XVIII.
Nous ne voyons pas poindre encore la théologie scolastique; c'est la philosophie en général qui succombe: le péripatétisme n'est pas seul en cause; le stoïcisme, avec sa logique aiguë et disputeuse, ne jouit pas d'un meilleur renom, et le platonisme est reconduit avec quelques louanges hors du giron de l'Église; d'autant qu'on ne le distinguait pas bien du néo-platonisme qui, tantôt par l'audace de sa polémique directe, tantôt par la séduction de ses dogmes élevés et de sa mysticité sublime, menaçait tout autrement le christianisme, et pouvait, s'il ne rencontrait une résistance énergique, lui débaucher ses plus grands génies.
Durant les cinq premiers siècles, la part du péripatétisme se réduit communément à l'emploi de quelques formules isolées qui ont passé dans la circulation, à l'usage au moins implicite du syllogisme, ce qui n'est pas une opinion, mais une nécessité de la controverse et même de la raison, au maintien de la distinction de la matière et de la forme, distinction, au reste, commune à Platon et à son rival, enfin à l'application des catégories à toutes les questions qui concernent l'être. S'agit-il de la nature de Dieu ou de celle de l'âme, les catégories sont presque toujours rappelées et discutées; toutefois, du sein même de ces discussions, s'échappe presque toujours le principe que Dieu est hors de toutes les catégories[149].
[Note 149: J. Launoy, _De var. Arist. fortuna_, c. II.---Ritter, Ouvr. cité, t. VI, c. III, p. 249, et t. VII, c. II, p. 516.]

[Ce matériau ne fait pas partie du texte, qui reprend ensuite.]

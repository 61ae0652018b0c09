//! Release cleanup
//!
//! Compares the releases on the host with what the catalog still
//! references. Every app sharing the repository contributes to the desired
//! state, so one app's cleanup never removes another app's builds.

use std::collections::{BTreeMap, BTreeSet};
use std::fmt;

use serde::Serialize;
use tracing::{debug, info, instrument, warn};

use stagehand_remote::{Release, ReleaseAsset, ReleaseHost, RepoRef};

use crate::asset::{asset_name_for, parse_managed_asset};
use crate::catalog::AppsConfig;
use crate::error::Result;
use crate::tag::{base_tag_of, parse_release_tag};
use crate::types::Platform;

/// Cleanup switches
#[derive(Debug, Clone, Copy, PartialEq, Eq)]
pub struct CleanupOptions {
    /// Delete the git tag after its release
    pub delete_tags: bool,
    /// Delete stray managed assets from surviving releases
    pub cleanup_assets: bool,
}

impl Default for CleanupOptions {
    fn default() -> Self {
        Self {
            delete_tags: true,
            cleanup_assets: true,
        }
    }
}

/// Base tags and asset names the catalog references in one repository
#[derive(Debug, Clone, Default, PartialEq, Eq)]
pub struct DesiredState {
    /// Asset names keyed by base tag
    pub assets: BTreeMap<String, BTreeSet<String>>,
}

impl DesiredState {
    /// Collect references from every app publishing to `repo`.
    ///
    /// A record keeps both the asset name it stores and the canonical name
    /// derived from its version, so records that were never normalized do
    /// not cost the release its canonical asset.
    pub fn from_catalog(catalog: &AppsConfig, repo: &RepoRef) -> Self {
        let mut assets: BTreeMap<String, BTreeSet<String>> = BTreeMap::new();
        for app in catalog.apps_in_repo(repo) {
            let app_id = app.id.trim();
            for (stage, record) in app.records() {
                let version = record.parsed().filter(|v| v.stage == stage);
                for platform in [Platform::Android, Platform::Ios] {
                    let Some((tag, asset)) = record.platform_asset(platform) else {
                        continue;
                    };
                    if tag.trim().is_empty() {
                        continue;
                    }
                    let names = assets.entry(base_tag_of(tag)).or_default();
                    if !asset.trim().is_empty() {
                        names.insert(asset.trim().to_string());
                    }
                    if let Some(version) = version.as_ref().filter(|_| !app_id.is_empty()) {
                        names.insert(asset_name_for(app_id, version, platform));
                    }
                }
            }
        }
        Self { assets }
    }

    /// Whether a base tag is referenced
    pub fn has_tag(&self, tag: &str) -> bool {
        self.assets.contains_key(tag)
    }

    /// Whether an asset on a base tag is referenced
    pub fn has_asset(&self, tag: &str, asset: &str) -> bool {
        self.assets.get(tag).is_some_and(|names| names.contains(asset))
    }
}

/// Why a release is going away
#[derive(Debug, Clone, Copy, PartialEq, Eq, Serialize)]
#[serde(rename_all = "snake_case")]
pub enum DeleteReason {
    /// Per-index tag from before releases were shared per stage
    LegacyIndexedTag,
    /// No catalog record points at it
    Unreferenced,
}

impl fmt::Display for DeleteReason {
    fn fmt(&self, f: &mut fmt::Formatter<'_>) -> fmt::Result {
        match self {
            Self::LegacyIndexedTag => write!(f, "legacy indexed tag"),
            Self::Unreferenced => write!(f, "not referenced by the catalog"),
        }
    }
}

/// A release scheduled for deletion
#[derive(Debug, Clone, PartialEq, Eq, Serialize)]
pub struct ReleaseDeletion {
    pub release: Release,
    pub reason: DeleteReason,
}

/// A stray asset on a surviving release
#[derive(Debug, Clone, PartialEq, Eq, Serialize)]
pub struct AssetDeletion {
    pub release: Release,
    pub asset: ReleaseAsset,
}

/// Everything a cleanup would delete in one repository
#[derive(Debug, Clone, PartialEq, Eq, Serialize)]
pub struct CleanupPlan {
    pub repo: RepoRef,
    pub releases: Vec<ReleaseDeletion>,
    pub assets: Vec<AssetDeletion>,
    /// Tags that are not version-shaped and were left alone
    pub ignored: Vec<String>,
}

impl CleanupPlan {
    /// Whether there is nothing to delete
    pub fn is_empty(&self) -> bool {
        self.releases.is_empty() && self.assets.is_empty()
    }
}

/// Diff the host's releases against the catalog
pub fn plan_cleanup(
    catalog: &AppsConfig,
    repo: &RepoRef,
    releases: &[Release],
    options: &CleanupOptions,
) -> CleanupPlan {
    let desired = DesiredState::from_catalog(catalog, repo);
    let mut plan = CleanupPlan {
        repo: repo.clone(),
        releases: Vec::new(),
        assets: Vec::new(),
        ignored: Vec::new(),
    };

    for release in releases {
        let Some(tag) = parse_release_tag(&release.tag_name) else {
            debug!(tag = %release.tag_name, "ignoring non-version release");
            plan.ignored.push(release.tag_name.clone());
            continue;
        };

        let reason = if tag.has_index() {
            Some(DeleteReason::LegacyIndexedTag)
        } else if !desired.has_tag(&release.tag_name) {
            Some(DeleteReason::Unreferenced)
        } else {
            None
        };

        if let Some(reason) = reason {
            plan.releases.push(ReleaseDeletion {
                release: release.clone(),
                reason,
            });
            continue;
        }

        if !options.cleanup_assets {
            continue;
        }
        for asset in &release.assets {
            if parse_managed_asset(&asset.name).is_some()
                && !desired.has_asset(&release.tag_name, &asset.name)
            {
                plan.assets.push(AssetDeletion {
                    release: release.clone(),
                    asset: asset.clone(),
                });
            }
        }
    }

    info!(
        repo = %repo,
        releases = plan.releases.len(),
        assets = plan.assets.len(),
        ignored = plan.ignored.len(),
        "cleanup planned"
    );
    plan
}

/// List the repository of `app` and plan its cleanup
pub async fn fetch_cleanup_plan(
    host: &dyn ReleaseHost,
    catalog: &AppsConfig,
    app: &str,
    options: &CleanupOptions,
) -> Result<CleanupPlan> {
    let repo = catalog.app(app)?.github.clone();
    let releases = host.list_releases(&repo).await?;
    Ok(plan_cleanup(catalog, &repo, &releases, options))
}

/// One deletion that did not go through
#[derive(Debug, Clone, PartialEq, Eq, Serialize)]
pub struct CleanupFailure {
    pub target: String,
    pub error: String,
}

/// What a cleanup run deleted
#[derive(Debug, Clone, Default, PartialEq, Eq, Serialize)]
pub struct CleanupReport {
    pub deleted_releases: Vec<String>,
    pub deleted_tags: Vec<String>,
    pub deleted_assets: Vec<String>,
    pub failures: Vec<CleanupFailure>,
}

impl CleanupReport {
    /// Whether every deletion succeeded
    pub fn is_success(&self) -> bool {
        self.failures.is_empty()
    }

    fn fail(&mut self, target: String, error: impl fmt::Display) {
        warn!(target = %target, error = %error, "cleanup step failed");
        self.failures.push(CleanupFailure {
            target,
            error: error.to_string(),
        });
    }
}

/// Carry out a plan; failures are collected and the run continues
#[instrument(skip_all, fields(repo = %plan.repo))]
pub async fn execute_cleanup(
    host: &dyn ReleaseHost,
    plan: &CleanupPlan,
    options: &CleanupOptions,
) -> CleanupReport {
    let repo = &plan.repo;
    let mut report = CleanupReport::default();

    for deletion in &plan.releases {
        let tag = &deletion.release.tag_name;
        match host.delete_release(repo, &deletion.release).await {
            Ok(()) => {
                info!(tag = %tag, reason = %deletion.reason, "deleted release");
                report.deleted_releases.push(tag.clone());
            }
            Err(e) => {
                report.fail(format!("release {}", tag), e);
                continue;
            }
        }

        if options.delete_tags {
            match host.delete_tag(repo, tag).await {
                Ok(()) => {
                    info!(tag = %tag, "deleted tag");
                    report.deleted_tags.push(tag.clone());
                }
                Err(e) => report.fail(format!("tag {}", tag), e),
            }
        }
    }

    for deletion in &plan.assets {
        let target = format!("{}@{}", deletion.asset.name, deletion.release.tag_name);
        match host
            .delete_asset(repo, &deletion.release, &deletion.asset)
            .await
        {
            Ok(()) => {
                info!(asset = %target, "deleted asset");
                report.deleted_assets.push(target);
            }
            Err(e) => report.fail(format!("asset {}", target), e),
        }
    }

    report
}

C'est plus tard que l'on voit décidément passer l'empire du côté du péripatétisme, mais alors la métaphysique décroît et cède la place à la logique; ce que les historiens de la philosophie appellent _le formalisme_, commence à prévaloir dans la science. Chez les païens, on a réconcilié Aristote et Platon; les controverses sur le fond des choses s'éteignent; on ne songe plus qu'à ordonner les idées, qu'à les exposer systématiquement. Chez les chrétiens, même tendance. De tout temps, et notamment en Asie, Aristote avait eu de dévoués commentateurs, mais la plupart en dehors du christianisme; il n'en est plus de même aux Ve et VIe siècles. On distingue parmi eux David d'Arménie, qui avait étudié sous les derniers néo-platoniciens. Déjà, au jugement de Ritter, l'esprit d'Aristote avait inspiré Némésius, de qui nous possédons un précieux ouvrage. Jean Philopon, surnommé _le Grammairien_, subit plus manifestement encore la même influence. Il avait été commentateur du prince des péripatéticiens avant d'écrire sur la théologie, et ses doctrines s'en ressentent, aussi bien que l'hérésie des trithéistes, qu'on peut rattacher à son nom[150]. C'est ainsi que nous sommes peu à peu conduits à voir naître et grandir, au VIIIe siècle, l'aristotélisme chrétien.
[Note 150: Ritter, _ibid._, t. II, t. VII, c. i, p. 420, 424, 442 et 457.]
L'Arabe Mansur, que l'Église sanctifie sous le nom de Jean de Damas ou Damascène, est désigné comme le créateur de la théologie scolastique. Son ouvrage, du moins, en est le premier monument.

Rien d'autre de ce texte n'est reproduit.